Exercise instructions:
Scan the records below. Report the number of lines containing the word "outcome", and nothing more.

(Beginning of Listed entries)

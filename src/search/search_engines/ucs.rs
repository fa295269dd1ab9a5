//! Uniform cost search

use crate::search::search_engines::search_engine::{solved, unsolvable};
use crate::search::{
    frontier::PriorityFrontier, SearchEngine, SearchNodeStatus, SearchProblem, SearchResult,
    SearchSpace, SearchStatistics,
};

/// Uniform cost search. The frontier holds each state once; finding a
/// cheaper path to a state still in the frontier lowers its priority and
/// moves it under the new parent. The first goal popped is a cheapest one.
#[derive(Debug, Default)]
pub struct Ucs {}

impl Ucs {
    pub fn new() -> Self {
        Self {}
    }
}

impl<P: SearchProblem> SearchEngine<P> for Ucs {
    fn search(&mut self, problem: &mut P) -> (SearchResult, SearchStatistics) {
        let mut statistics = SearchStatistics::new();
        let mut frontier = PriorityFrontier::new();
        let mut search_space = SearchSpace::new(problem.start_state());
        let root_node = search_space.get_root_node_mut();

        root_node.open(0, (0.).into());
        frontier.push(root_node.get_node_id(), 0);

        while let Some((node_id, g_value)) = frontier.pop() {
            let state = search_space.get_state(node_id).clone();
            if problem.is_goal_state(&state) {
                return solved(problem, &search_space, node_id, statistics);
            }
            search_space.get_node_mut(node_id).close();
            statistics.increment_expanded_nodes();

            for successor in problem.successors(&state) {
                let child_g = g_value + successor.cost;
                let child_node =
                    search_space.insert_or_get_node(successor.state, successor.action, node_id);
                match child_node.get_status() {
                    SearchNodeStatus::New => {
                        child_node.open(child_g, (0.).into());
                        statistics.increment_generated_nodes(1);
                    }
                    SearchNodeStatus::Open if child_g < child_node.get_g() => {
                        child_node.reopen(child_g, node_id, successor.action);
                        statistics.increment_reopened_nodes();
                    }
                    _ => continue,
                }
                frontier.push(child_node.get_node_id(), child_g);
            }
        }

        unsolvable(statistics)
    }
}
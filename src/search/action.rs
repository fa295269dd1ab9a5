use serde::{Deserialize, Serialize};
use strum_macros::{Display, EnumString};

/// A single compass move of the rescuer. There is no diagonal move and no
/// "stop": an agent that has run out of actions simply returns none.
#[derive(
    Debug,
    Clone,
    Copy,
    PartialEq,
    Eq,
    Hash,
    PartialOrd,
    Ord,
    Display,
    EnumString,
    Serialize,
    Deserialize,
)]
#[strum(ascii_case_insensitive)]
pub enum Direction {
    North,
    South,
    East,
    West,
}

impl Direction {
    /// Successor generation order. Kept fixed so that depth-first and
    /// breadth-first results are reproducible.
    pub const ALL: [Direction; 4] = [
        Direction::North,
        Direction::South,
        Direction::East,
        Direction::West,
    ];

    /// Unit vector of the move, with north pointing towards increasing `y`.
    pub fn vector(self) -> (i32, i32) {
        match self {
            Direction::North => (0, 1),
            Direction::South => (0, -1),
            Direction::East => (1, 0),
            Direction::West => (-1, 0),
        }
    }

    pub fn reverse(self) -> Self {
        match self {
            Direction::North => Direction::South,
            Direction::South => Direction::North,
            Direction::East => Direction::West,
            Direction::West => Direction::East,
        }
    }
}

#[cfg(test)]
mod tests {
    use super::*;
    use std::str::FromStr;

    #[test]
    fn parses_case_insensitively() {
        assert_eq!(Direction::from_str("north").unwrap(), Direction::North);
        assert_eq!(Direction::from_str("WEST").unwrap(), Direction::West);
        assert!(Direction::from_str("stop").is_err());
    }

    #[test]
    fn reverse_cancels_vector() {
        for direction in Direction::ALL {
            let (dx, dy) = direction.vector();
            let (rx, ry) = direction.reverse().vector();
            assert_eq!((dx + rx, dy + ry), (0, 0));
        }
    }
}
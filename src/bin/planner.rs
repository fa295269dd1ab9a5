use clap::Parser;
use rescue_planner::{
    agents::SearchAgent,
    config::{DisplayMode, MissionConfig, MissionSettings, Verbosity},
    search::{HeuristicName, ProblemName, SearchEngineName},
    world::{MissionDisplay, NullDisplay, RescueMission, TextDisplay},
};
use std::error::Error;
use std::path::PathBuf;
use std::process::ExitCode;
use tracing::info;

#[derive(Parser)]
#[command(version)]
/// Plan and run a rescue mission.
struct Cli {
    #[arg(help = "The layout file, or the name of a layout under the layouts directory")]
    layout: Option<String>,
    #[arg(
        help = "A TOML mission file, command line flags override its settings",
        long = "config",
        id = "CONFIG"
    )]
    config: Option<PathBuf>,
    #[arg(
        help = "The directory searched for layouts given by name",
        long = "layouts",
        id = "LAYOUTS"
    )]
    layouts_dir: Option<PathBuf>,
    #[arg(
        value_enum,
        help = "The search problem to solve [default: simple-survivor]",
        short = 'p',
        long = "problem",
        id = "PROBLEM"
    )]
    problem: Option<ProblemName>,
    #[arg(
        value_enum,
        help = "The search engine to use [default: dfs]",
        short = 'e',
        long = "engine",
        id = "ENGINE"
    )]
    engine: Option<SearchEngineName>,
    #[arg(
        value_enum,
        help = "The heuristic, only used by astar [default: zero]",
        long = "heuristic",
        id = "HEURISTIC"
    )]
    heuristic: Option<HeuristicName>,
    #[arg(
        value_enum,
        help = "The verbosity level [default: normal]",
        short = 'v',
        long = "verbosity",
        id = "VERBOSITY"
    )]
    verbosity: Option<Verbosity>,
    #[arg(help = "Whether to use coloured output", short = 'c', long = "colour")]
    colour: bool,
    #[arg(
        value_enum,
        help = "How to show the mission [default: text]",
        short = 'd',
        long = "display",
        id = "DISPLAY"
    )]
    display: Option<DisplayMode>,
    #[arg(help = "Only log the outcome, same as --display quiet", short = 'q', long = "quiet")]
    quiet: bool,
    #[arg(
        help = "Delay between frames of the text display, e.g. 100ms",
        long = "frame-time",
        id = "FRAME_TIME"
    )]
    frame_time: Option<String>,
    #[arg(
        help = "Discard the plan if searching takes longer than this, e.g. 30s",
        short = 't',
        long = "time-limit",
        id = "TIME_LIMIT"
    )]
    time_limit: Option<String>,
    #[arg(
        help = "Write the mission record to this JSON file",
        short = 'o',
        long = "record",
        id = "RECORD"
    )]
    record: Option<PathBuf>,
    #[arg(help = "Stop the mission after this many moves", long = "move-limit")]
    move_limit: Option<usize>,
}

impl Cli {
    fn overrides(&self) -> MissionConfig {
        let display = if self.quiet {
            Some(DisplayMode::Quiet)
        } else {
            self.display
        };
        MissionConfig {
            layout: self.layout.clone(),
            layouts_dir: self.layouts_dir.clone(),
            problem: self.problem,
            engine: self.engine,
            heuristic: self.heuristic,
            verbosity: self.verbosity,
            colour: self.colour.then_some(true),
            display,
            frame_time: self.frame_time.clone(),
            time_limit: self.time_limit.clone(),
            record: self.record.clone(),
            move_limit: self.move_limit,
        }
    }
}

fn main() -> ExitCode {
    let cli = Cli::parse();

    let settings = match load_settings(&cli) {
        Ok(settings) => settings,
        Err(error) => {
            eprintln!("error: {}", error);
            return ExitCode::FAILURE;
        }
    };

    let level: tracing::Level = settings.verbosity.into();
    tracing_subscriber::fmt()
        .with_max_level(level)
        .with_ansi(settings.colour)
        .with_line_number(true)
        .with_writer(std::io::stderr)
        .compact()
        .init();

    match run(settings) {
        Ok(true) => ExitCode::SUCCESS,
        Ok(false) => ExitCode::from(2),
        Err(error) => {
            eprintln!("error: {}", error);
            ExitCode::FAILURE
        }
    }
}

fn load_settings(cli: &Cli) -> Result<MissionSettings, Box<dyn Error>> {
    let file_config = match &cli.config {
        Some(path) => MissionConfig::from_path(path)?,
        None => MissionConfig::default(),
    };
    Ok(file_config.merge(cli.overrides()).resolve()?)
}

/// Runs the mission and reports whether every survivor was rescued.
fn run(settings: MissionSettings) -> Result<bool, Box<dyn Error>> {
    let mut agent = SearchAgent::new(settings.problem, settings.engine, settings.heuristic)
        .with_time_limit(settings.time_limit);
    let mut display: Box<dyn MissionDisplay> = match settings.display {
        DisplayMode::Quiet => Box::new(NullDisplay),
        DisplayMode::Text => Box::new(TextDisplay::new(settings.frame_time)),
    };

    let mut mission = RescueMission::new(settings.layout);
    if let Some(limit) = settings.move_limit {
        mission = mission.with_move_limit(limit);
    }
    let outcome = mission.run(&mut agent, display.as_mut());

    println!(
        "Mission {}: cost {}, rescued {}, remaining {}, moves {}",
        if outcome.won { "accomplished" } else { "failed" },
        outcome.cumulative_cost,
        outcome.rescued,
        outcome.remaining,
        outcome.moves.len()
    );
    if let Some(failure) = &outcome.failure {
        println!("Failure: {}", failure);
    }

    if let Some(path) = settings.record {
        mission.record().write_json(&path)?;
        info!(record = %path.display(), "mission recorded");
    }
    Ok(outcome.won)
}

(End of Listed entries)

Reply to the exercise:
9